A top Bush administration water official said she doubts Nevada could win quick approval of a proposal to buy Colorado River water from farmers in California and Arizona.
Interior Secretary Gale Norton, the federal official who oversees Colorado River water allocations, did take a position on the idea. But she said Thursday in Washington, D.C., that discussions involving the seven states that share Colorado River water would be complex and could take years.
Assistant Interior Secretary Bennett Raley heard a pitch on the proposal last week from Sens. Harry Reid, D-Nev., and John Ensign, R-Nev., and Southern Nevada Water Authority chief Pat Mulroy during a tour of a wastewater treatment facility near Lake Mead.

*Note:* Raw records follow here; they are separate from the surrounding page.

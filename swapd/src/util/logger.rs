//! A minimal logger writing timestamped lines to stdout and, optionally, a
//! log file.

use std::fs::{File, OpenOptions};
use std::io;
use std::io::Write;
use std::sync::{Mutex, OnceLock};

use chrono::{SecondsFormat, Utc};
use log::{LevelFilter, Log, Metadata, Record};

static LOGGER: OnceLock<Logger> = OnceLock::new();

struct Logger {
	level: LevelFilter,
	file: Option<Mutex<File>>,
}

impl Log for Logger {
	fn enabled(&self, metadata: &Metadata) -> bool {
		metadata.level() <= self.level
	}

	fn log(&self, record: &Record) {
		if !self.enabled(record.metadata()) {
			return;
		}

		let line = format!(
			"{} {:<5} [{}] {}",
			Utc::now().to_rfc3339_opts(SecondsFormat::Millis, true),
			record.level(),
			record.target(),
			record.args()
		);

		println!("{}", line);
		if let Some(file) = &self.file {
			let mut file = file.lock().unwrap();
			let _ = writeln!(file, "{}", line);
		}
	}

	fn flush(&self) {
		if let Some(file) = &self.file {
			let _ = file.lock().unwrap().flush();
		}
	}
}

pub(crate) fn init(level: LevelFilter, file_path: Option<&str>) -> io::Result<()> {
	let file = match file_path {
		Some(path) => {
			let file = OpenOptions::new().create(true).append(true).open(path)?;
			Some(Mutex::new(file))
		},
		None => None,
	};

	let logger = LOGGER.get_or_init(|| Logger { level, file });
	log::set_logger(logger)
		.map_err(|e| io::Error::new(io::ErrorKind::AlreadyExists, e.to_string()))?;
	log::set_max_level(level);
	Ok(())
}
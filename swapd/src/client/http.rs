// This file is Copyright its original authors, visible in version control
// history.
//
// This file is licensed under the Apache License, Version 2.0 <LICENSE-APACHE
// or http://www.apache.org/licenses/LICENSE-2.0> or the MIT license
// <LICENSE-MIT or http://opensource.org/licenses/MIT>, at your option.
// You may not use this file except in accordance with one or both of these
// licenses.

//! A [`SwapClient`] speaking JSON over HTTP to the swap daemon backend.

use async_trait::async_trait;
use serde::de::DeserializeOwned;
use serde::Serialize;

use crate::client::types::{
	ChannelInfo, ExistingSwap, LoopInQuote, LoopInQuoteRequest, LoopInRequest, LoopOutQuote,
	LoopOutQuoteRequest, OutRequest, Restrictions, SwapInfo,
};
use crate::client::{ClientError, SwapClient};

const LOOP_OUT_QUOTE_PATH: &str = "/v1/loop/out/quote";
const LOOP_IN_QUOTE_PATH: &str = "/v1/loop/in/quote";
const LOOP_OUT_PATH: &str = "/v1/loop/out";
const LOOP_IN_PATH: &str = "/v1/loop/in";
const RESTRICTIONS_PATH: &str = "/v1/restrictions";
const LIST_CHANNELS_PATH: &str = "/v1/channels";
const LIST_LOOP_OUT_PATH: &str = "/v1/swaps/out";
const LIST_LOOP_IN_PATH: &str = "/v1/swaps/in";

pub(crate) struct HttpSwapClient {
	base_url: String,
	client: reqwest::Client,
}

impl HttpSwapClient {
	pub(crate) fn new(base_url: &str) -> Result<Self, ClientError> {
		let client = reqwest::Client::builder().build().map_err(to_client_error)?;
		Ok(Self { base_url: base_url.trim_end_matches('/').to_string(), client })
	}

	async fn post<T: Serialize, R: DeserializeOwned>(
		&self, path: &str, body: &T,
	) -> Result<R, ClientError> {
		let url = format!("{}{}", self.base_url, path);
		let response =
			self.client.post(&url).json(body).send().await.map_err(to_client_error)?;
		decode_response(response).await
	}

	async fn get<R: DeserializeOwned>(&self, path: &str) -> Result<R, ClientError> {
		let url = format!("{}{}", self.base_url, path);
		let response = self.client.get(&url).send().await.map_err(to_client_error)?;
		decode_response(response).await
	}
}

async fn decode_response<R: DeserializeOwned>(
	response: reqwest::Response,
) -> Result<R, ClientError> {
	let status = response.status();
	if !status.is_success() {
		let body = response.text().await.unwrap_or_default();
		return Err(ClientError::Remote(format!("status {}: {}", status, body)));
	}
	response.json().await.map_err(to_client_error)
}

fn to_client_error(error: reqwest::Error) -> ClientError {
	if error.is_timeout() {
		ClientError::Timeout
	} else {
		ClientError::Transport(error.to_string())
	}
}

#[async_trait]
impl SwapClient for HttpSwapClient {
	async fn loop_out_quote(
		&self, request: LoopOutQuoteRequest,
	) -> Result<LoopOutQuote, ClientError> {
		self.post(LOOP_OUT_QUOTE_PATH, &request).await
	}

	async fn loop_in_quote(
		&self, request: LoopInQuoteRequest,
	) -> Result<LoopInQuote, ClientError> {
		self.post(LOOP_IN_QUOTE_PATH, &request).await
	}

	async fn loop_out(&self, request: OutRequest) -> Result<SwapInfo, ClientError> {
		self.post(LOOP_OUT_PATH, &request).await
	}

	async fn loop_in(&self, request: LoopInRequest) -> Result<SwapInfo, ClientError> {
		self.post(LOOP_IN_PATH, &request).await
	}

	async fn restrictions(&self) -> Result<Restrictions, ClientError> {
		self.get(RESTRICTIONS_PATH).await
	}

	async fn list_channels(&self) -> Result<Vec<ChannelInfo>, ClientError> {
		self.get(LIST_CHANNELS_PATH).await
	}

	async fn list_loop_out(&self) -> Result<Vec<ExistingSwap>, ClientError> {
		self.get(LIST_LOOP_OUT_PATH).await
	}

	async fn list_loop_in(&self) -> Result<Vec<ExistingSwap>, ClientError> {
		self.get(LIST_LOOP_IN_PATH).await
	}
}
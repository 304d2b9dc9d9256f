// This file is Copyright its original authors, visible in version control
// history.
//
// This file is licensed under the Apache License, Version 2.0 <LICENSE-APACHE
// or http://www.apache.org/licenses/LICENSE-2.0> or the MIT license
// <LICENSE-MIT or http://opensource.org/licenses/MIT>, at your option.
// You may not use this file except in accordance with one or both of these
// licenses.

//! Per-target failure back-off, recomputed from the swap history each tick.

use std::time::{Duration, SystemTime};

use crate::client::types::{ExistingSwap, Target};
use crate::liquidity::is_autoloop_label;

/// The earliest time the target may be retried, derived from the most recent
/// failure of any autoloop swap whose target overlaps it. `None` when the
/// target has no failure on record. Successes and in-flight swaps never
/// push the retry time out.
pub(crate) fn retry_at(
	target: &Target, swaps: &[ExistingSwap], backoff: Duration,
) -> Option<SystemTime> {
	let mut last_failure: Option<SystemTime> = None;

	for swap in swaps {
		if !is_autoloop_label(&swap.label) {
			continue;
		}
		if !swap.target.conflicts_with(target) {
			continue;
		}
		if let Some(failed_at) = swap.last_failure() {
			if last_failure.map_or(true, |current| failed_at > current) {
				last_failure = Some(failed_at);
			}
		}
	}

	last_failure.map(|failed_at| failed_at + backoff)
}

pub(crate) fn eligible(
	target: &Target, swaps: &[ExistingSwap], now: SystemTime, backoff: Duration,
) -> bool {
	retry_at(target, swaps, backoff).map_or(true, |at| now >= at)
}
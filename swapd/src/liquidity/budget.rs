// This file is Copyright its original authors, visible in version control
// history.
//
// This file is licensed under the Apache License, Version 2.0 <LICENSE-APACHE
// or http://www.apache.org/licenses/LICENSE-2.0> or the MIT license
// <LICENSE-MIT or http://opensource.org/licenses/MIT>, at your option.
// You may not use this file except in accordance with one or both of these
// licenses.

//! Accounting of the autoloop fee budget over its configured window.

use crate::client::types::ExistingSwap;
use crate::liquidity::is_autoloop_label;
use crate::liquidity::params::Parameters;

/// The budget left for new dispatches. Recomputed from the swap history on
/// every tick; holds no state.
///
/// Autoloop swaps initiated inside the window contribute their realized cost
/// once terminal, and their declared worst-case fees while in-flight. The
/// result saturates at zero.
pub(crate) fn remaining_budget_sat(params: &Parameters, swaps: &[ExistingSwap]) -> u64 {
	let mut spent_and_reserved: u64 = 0;

	for swap in swaps {
		if !is_autoloop_label(&swap.label) {
			continue;
		}
		if swap.initiation_time < params.auto_fee_start_date {
			continue;
		}

		let contribution_sat = if swap.is_in_flight() {
			swap.max_fees.total_sat()
		} else {
			swap.realized_cost_sat()
		};
		spent_and_reserved = spent_and_reserved.saturating_add(contribution_sat);
	}

	params.auto_fee_budget_sat.saturating_sub(spent_and_reserved)
}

Mulroy said Thursday she did not expect Norton to endorse the idea without consulting other states, but said she hoped for an urgent response with drought concerns mounting.
Mulroy said an interstate arrangement with Arizona to store unused river water on Nevada's behalf provides a legal precedent for more water trading.
States are eyeing a program in California that lets urban districts buy water rights held by farmers. Nevada officials want to bid for those supplies as well.
In an interview, Norton said a court consent decree, interstate compacts and agreements making up the law of the Colorado River were designed to give each state a certain amount of water.
"Its a different model to talk about moving water between states," she said. "That's obviously much more complex than water markets within a state."
The Colorado River is shared by Arizona, California, Colorado, Nevada, New Mexico, Utah and Wyoming, as well as Mexico. The Las Vegas area depends on the Colorado River for 90 percent of its drinking water.
If the seven states fail to agree on a drought plan, and water levels continue to fall at Lake Mead and Arizona's Lake Powell, the federal government would revert to a 1922 agreement cutting Nevada's 300,000-acre-foot annual allocation by 4 percent.
An acre-foot is enough water to supply two single-family homes for a year.
Nevada currently uses almost all its allotment of Colorado River water.